Generating a Summary Report

The MultiQC tool can be used with GEMmaker to generate a summary report of results from Trimmomatic, Hisat2 and samtools. This report allows you to explore the quality of the data, trimming and alignments. To generate the report you must have MultiQC installed. Once installed, you can generate the report with the following command inside of the GEMmaker directory where your workflow was executed:

multiqc .

Generating the Gene Expression Matrix (GEM)

After GEMmaker completes, the results for each sample are stored in a directory specific to that sample. The final output for each sample is a Gene Expression Vector (GEV) in the form of an FPKM or TPM file. To compile all GEVs into a Gene Expression Matrix (GEM) you can use the create_GEM.py script in the scripts directory.

To see help documentation for this script:

python ./scripts/create_GEM.py -h

To create a GEM file from the TPM files produced by GEMmaker:

python ./scripts/create_GEM.py --source ./ --type TPM --prefix my_project

The script will produce a GEM file called my_project.GEM.TPM.txt.
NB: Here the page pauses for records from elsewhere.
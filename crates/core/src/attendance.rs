// Copyright (C) 2026 Fred Clausen
// Use of this source code is governed by an MIT-style
// license that can be found in the LICENSE file or at
// https://opensource.org/licenses/MIT.

//! The daily attendance lock.

use crate::apply::Applied;
use crate::error::CoreError;
use crate::state::Roster;
use doorbook_domain::{Assignment, BookingStatus, CalendarDay, WorkerNumber};
use tracing::{debug, info};

/// Counts workers who showed on `today` but have no route manager or cart.
#[must_use]
pub fn count_unassigned_showed(roster: &Roster, today: CalendarDay) -> usize {
    roster
        .showed_on(today)
        .filter(|w| !w.assignment.is_assigned())
        .count()
}

/// Locks today's attendance.
///
/// Fails without touching the roster if any showed worker is unassigned.
/// Otherwise every worker due today who did not show becomes a no-show.
/// Finalizing an already finalized day changes nothing.
pub(crate) fn finalize(roster: &mut Roster, today: CalendarDay) -> Result<Applied, CoreError> {
    if roster.is_finalized_on(today) {
        debug!(%today, "Attendance already finalized");
        return Ok(Applied::unchanged());
    }

    let unassigned: usize = count_unassigned_showed(roster, today);
    if unassigned > 0 {
        return Err(CoreError::UnassignedWorkers { count: unassigned });
    }

    let mut no_shows: Vec<WorkerNumber> = Vec::new();
    for worker in &mut roster.workers {
        if worker.is_due_on(today) && !worker.showed_on(today) {
            worker.booking_status = BookingStatus::NoShow;
            worker.no_shows = worker.no_shows.saturating_add(1);
            worker.assignment = Assignment::Unassigned;
            no_shows.push(worker.worker_number.clone());
        }
    }
    roster.finalized_on = Some(today);

    info!(%today, no_shows = no_shows.len(), "Finalized attendance");

    Ok(Applied::changed(
        format!(
            "Finalized attendance for {today}; {} no-show(s)",
            no_shows.len()
        ),
        no_shows,
    ))
}

/// Unlocks today's attendance.
///
/// No-show conversions made by the earlier finalize are kept.
pub(crate) fn modify(roster: &mut Roster, today: CalendarDay) -> Applied {
    if !roster.is_finalized_on(today) {
        debug!(%today, "Attendance not finalized; nothing to reopen");
        return Applied::unchanged();
    }

    roster.finalized_on = None;
    info!(%today, "Reopened attendance");

    Applied::changed(format!("Reopened attendance for {today}"), Vec::new())
}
Be sure to change my_project to a meaningful prefix for your project.

You can combine the results of multiple GEMmaker runs into a single GEM by providing a list of directories to the --source argument. This feature may be useful if you split a set of input files into several GEMmaker runs and now you need to combine then. The script will produce a file named GEM.txt in the working directory.